Exactly the lines from the start of the data through the line containing "inputs before embedding." should be output, with both ends kept and nothing added.
*** Begin section ***
use std::time::Duration;

use anyhow::{bail, Context, Result};
use async_trait::async_trait;
use serde_json::json;
use sha2::{Digest, Sha256};

/// All memory vectors are exactly this many dimensions.
pub const EMBEDDING_DIM: usize = 768;

/// Task-type markers prefixed to inputs before embedding.
const DOCUMENT_PREFIX: &str = "search_document: ";
const QUERY_PREFIX: &str = "search_query: ";

/// Produces the vectors the store ranks by. Memories and queries use
/// different task markers so asymmetric embedding models behave.
#[async_trait]
pub trait Embedder: Send + Sync {
    async fn embed_memory(&self, text: &str) -> Result<Vec<f32>>;
    async fn embed_query(&self, text: &str) -> Result<Vec<f32>>;
}

pub fn cosine_similarity(a: &[f32], b: &[f32]) -> f32 {
    let dot: f32 = a.iter().zip(b).map(|(x, y)| x * y).sum();
    let norm_a: f32 = a.iter().map(|x| x * x).sum::<f32>().sqrt();
    let norm_b: f32 = b.iter().map(|x| x * x).sum::<f32>().sqrt();
    if norm_a == 0.0 || norm_b == 0.0 {
        return 0.0;
    }
    dot / (norm_a * norm_b)
}

/// Gemini embedContent client producing 768-dim vectors.
pub struct GeminiEmbedder {
    http: reqwest::Client,
    api_key: String,
    base_url: String,
    model: String,
}

impl GeminiEmbedder {
    pub fn new(api_key: &str) -> Result<Self> {
        Self::with_base_url(api_key, "https://generativelanguage.googleapis.com")
    }

    pub fn with_base_url(api_key: &str, base_url: &str) -> Result<Self> {
        let http = reqwest::Client::builder()
            .timeout(Duration::from_secs(30))
            .build()?;
        Ok(Self {
            http,
            api_key: api_key.to_string(),
            base_url: base_url.trim_end_matches('/').to_string(),
            model: "gemini-embedding-001".to_string(),
        })
    }

    async fn embed(&self, text: &str, prefix: &str) -> Result<Vec<f32>> {
        let url = format!(
            "{}/v1beta/models/{}:embedContent?key={}",
            self.base_url, self.model, self.api_key
        );
        let payload = json!({
            "content": { "parts": [{ "text": format!("{prefix}{text}") }] },
            "output_dimensionality": EMBEDDING_DIM,
        });
        let response = self
            .http
            .post(&url)
            .json(&payload)
            .send()
            .await
            .context("embedding request failed")?;
        let status = response.status();
        if !status.is_success() {
            bail!("embedding api error ({status})");
        }
        let body: serde_json::Value = response.json().await?;
        let values = body["embedding"]["values"]
            .as_array()
            .context("embedding response missing values")?;
        let vector: Vec<f32> = values
            .iter()
            .filter_map(|v| v.as_f64().map(|f| f as f32))
            .collect();
        if vector.len() != EMBEDDING_DIM {
            bail!(
                "embedding dimension mismatch: got {}, expected {}",
                vector.len(),
                EMBEDDING_DIM
            );
        }
        Ok(vector)
    }
}

#[async_trait]
impl Embedder for GeminiEmbedder {
    async fn embed_memory(&self, text: &str) -> Result<Vec<f32>> {
        self.embed(text, DOCUMENT_PREFIX).await
    }

    async fn embed_query(&self, text: &str) -> Result<Vec<f32>> {
        self.embed(text, QUERY_PREFIX).await
    }
}

/// Deterministic hash-based embedder for tests and offline runs. Identical
/// inputs give identical unit-norm vectors; unrelated inputs are close to
/// orthogonal.
pub struct HashEmbedder;

impl HashEmbedder {
    fn encode(text: &str, prefix: &str) -> Vec<f32> {
        let mut vector = vec![0.0f32; EMBEDDING_DIM];
        let mut hasher = Sha256::new();
        hasher.update(prefix.as_bytes());
        hasher.update(text.as_bytes());
        let mut seed = hasher.finalize().to_vec();

        let mut offset = 0;
        while offset < EMBEDDING_DIM {
            let mut next = Sha256::new();
            next.update(&seed);
            seed = next.finalize().to_vec();
            for chunk in seed.chunks(4) {
                if offset >= EMBEDDING_DIM {
                    break;
                }
                let raw = u32::from_le_bytes([chunk[0], chunk[1], chunk[2], chunk[3]]);
                vector[offset] = (raw as f32 / u32::MAX as f32) * 2.0 - 1.0;
                offset += 1;
            }
        }

        let norm: f32 = vector.iter().map(|x| x * x).sum::<f32>().sqrt();
        for value in &mut vector {
            *value /= norm;
        }
        vector
    }
}

#[async_trait]
impl Embedder for HashEmbedder {
    async fn embed_memory(&self, text: &str) -> Result<Vec<f32>> {
        Ok(Self::encode(text, DOCUMENT_PREFIX))
    }

    async fn embed_query(&self, text: &str) -> Result<Vec<f32>> {
        Ok(Self::encode(text, QUERY_PREFIX))
    }
}
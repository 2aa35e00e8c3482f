//! End-to-end cycle tests: a real broker and memory store on temp files, the
//! in-process state store, and a scripted language model.

use std::collections::VecDeque;
use std::sync::Arc;
use std::time::Duration;

use async_trait::async_trait;
use parking_lot::Mutex;
use serde_json::json;

use murmur_config::{AgentConfig, MemoryModuleConfig};
use murmur_fabric::{Broker, Notification, NotificationType};
use murmur_llm::{LanguageModel, LlmError, LlmMessage, Part};
use murmur_memory::{
    HashEmbedder, MemoryRecord, MemoryRetriever, MemoryScope, MemorySource, MemoryStore,
    MemoryType, EMBEDDING_DIM,
};
use murmur_runtime::Agent;
use murmur_store::{
    GatewayEgress, MemoryStateStore, MessageRole, ProcessingState, StateStore,
};
use murmur_tools::{
    HangUpTool, SendUserMessageTool, ShutdownTool, SleepRegistry, SleepTool, SpeakTool,
    ToolChannel, ToolRegistry,
};

struct ScriptedModel {
    responses: Mutex<VecDeque<Result<String, LlmError>>>,
    calls: Mutex<Vec<Vec<LlmMessage>>>,
}

impl ScriptedModel {
    fn new(responses: Vec<Result<String, LlmError>>) -> Arc<Self> {
        Arc::new(Self {
            responses: Mutex::new(responses.into()),
            calls: Mutex::new(Vec::new()),
        })
    }

    fn system_text_of_call(&self, index: usize) -> String {
        let calls = self.calls.lock();
        match &calls[index][0].parts[0] {
            Part::Text(text) => text.clone(),
            _ => panic!("first part of first message should be text"),
        }
    }
}

#[async_trait]
impl LanguageModel for ScriptedModel {
    async fn generate_json(
        &self,
        messages: &[LlmMessage],
        _fast_mode: bool,
    ) -> Result<String, LlmError> {
        self.calls.lock().push(messages.to_vec());
        self.responses
            .lock()
            .pop_front()
            .unwrap_or(Err(LlmError::EmptyResponse))
    }
}

fn reply(tool_name: &str, arguments: serde_json::Value) -> Result<String, LlmError> {
    Ok(json!({
        "thought": format!("calling {tool_name}"),
        "tool_calls": [{ "tool_name": tool_name, "arguments": arguments }]
    })
    .to_string())
}

struct Fixture {
    agent: Agent,
    broker: Arc<Broker>,
    store: Arc<MemoryStateStore>,
    model: Arc<ScriptedModel>,
    queue: String,
    _dir: tempfile::TempDir,
}

async fn fixture(agent_name: &str, responses: Vec<Result<String, LlmError>>) -> Fixture {
    fixture_with(agent_name, responses, None).await
}

async fn fixture_with(
    agent_name: &str,
    responses: Vec<Result<String, LlmError>>,
    retriever: Option<MemoryRetriever>,
) -> Fixture {
    let dir = tempfile::tempdir().unwrap();
    std::fs::write(
        dir.path().join("system_prompt.txt"),
        "You are a test agent.\n\n{tools}\n",
    )
    .unwrap();

    let broker = Arc::new(
        Broker::connect_with(dir.path().join("queues.redb"), 1, Duration::from_millis(1))
            .await
            .unwrap(),
    );
    let store = Arc::new(MemoryStateStore::new());
    let model = ScriptedModel::new(responses);
    let sleep_registry = Arc::new(SleepRegistry::new());

    let state_store: Arc<dyn StateStore> = store.clone();
    let egress: Arc<dyn GatewayEgress> = store.clone();

    let channel = ToolChannel::new(agent_name, broker.clone());
    let mut tools = ToolRegistry::default();
    tools.register(Arc::new(SendUserMessageTool::new(
        channel.clone(),
        egress.clone(),
    )));
    tools.register(Arc::new(SleepTool::new(
        channel.clone(),
        state_store.clone(),
        sleep_registry.clone(),
    )));
    tools.register(Arc::new(ShutdownTool::new(
        channel.clone(),
        state_store.clone(),
    )));
    tools.register(Arc::new(SpeakTool::new(channel.clone())));
    tools.register(Arc::new(HangUpTool::new(channel.clone())));

    let config = AgentConfig {
        agent_name: agent_name.to_string(),
        agent_display_name: "Test Agent".to_string(),
        data_dir: dir.path().to_path_buf(),
        api_gateway_url: "http://localhost:0".to_string(),
        gemini_api_key: "test-key".to_string(),
        system_prompt_path: dir.path().join("system_prompt.txt"),
        internal_key_path: dir.path().join("internal_api_key"),
        check_interval_seconds: 0.01,
        max_conversation_messages: 0,
        message_history_retrieval_limit: 500,
        log_level: "INFO".to_string(),
        log_format: "text".to_string(),
        memory: MemoryModuleConfig::default(),
    };

    let queue = config.queue_name();
    let agent = Agent::new(
        config,
        "A test agent.",
        broker.clone(),
        state_store,
        egress,
        model.clone(),
        tools,
        sleep_registry,
        None,
        retriever,
    );

    Fixture {
        agent,
        broker,
        store,
        model,
        queue,
        _dir: dir,
    }
}

fn publish_user_message(fixture: &Fixture, agent_name: &str, content: &str) {
    let notification = Notification::new(
        NotificationType::UserMessage,
        agent_name,
        "api_gateway",
        json!({ "content": content, "session_id": "s1" }),
    );
    fixture.broker.publish(&fixture.queue, &notification).unwrap();
}

#[tokio::test]
async fn cold_start_single_user_message() {
    let mut fixture = fixture(
        "weather_agent",
        vec![reply("send_user_message", json!({ "message": "hello!" }))],
    )
    .await;
    publish_user_message(&fixture, "weather_agent", "hi");

    fixture.agent.tick().await;

    // Transcript: system, user, assistant.
    let messages = fixture.store.messages();
    assert_eq!(messages.len(), 3);
    assert_eq!(messages[0].role, MessageRole::System);
    assert_eq!(messages[1].role, MessageRole::User);
    assert_eq!(messages[2].role, MessageRole::Assistant);

    // The user row wraps the serialized notification batch.
    let batch_text = messages[1].content["notifications"].as_str().unwrap();
    assert!(batch_text.contains("\"hi\""));

    // The assistant row carries thought + at least one tool call.
    assert!(messages[2].content["thought"].as_str().is_some());
    assert!(!messages[2].content["tool_calls"].as_array().unwrap().is_empty());

    // The inbound message was acked; the only queued item is the tool result.
    let drained = fixture.broker.drain(&fixture.queue).unwrap();
    assert_eq!(drained.len(), 1);
    assert_eq!(
        drained[0].notification.notification_type,
        NotificationType::ToolResult
    );
    for delivery in &drained {
        fixture.broker.nack(delivery.tag, true).unwrap();
    }

    // The tool delivered the message through the egress.
    assert_eq!(fixture.store.user_messages(), vec!["hello!".to_string()]);
    assert_eq!(
        fixture.store.processing_state().await.unwrap(),
        ProcessingState::Idle
    );
}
*** End section ***
SOLUTION TO THE EXERCISE:
use std::time::Duration;

use anyhow::{bail, Context, Result};
use async_trait::async_trait;
use serde_json::json;
use sha2::{Digest, Sha256};

/// All memory vectors are exactly this many dimensions.
pub const EMBEDDING_DIM: usize = 768;

/// Task-type markers prefixed to inputs before embedding.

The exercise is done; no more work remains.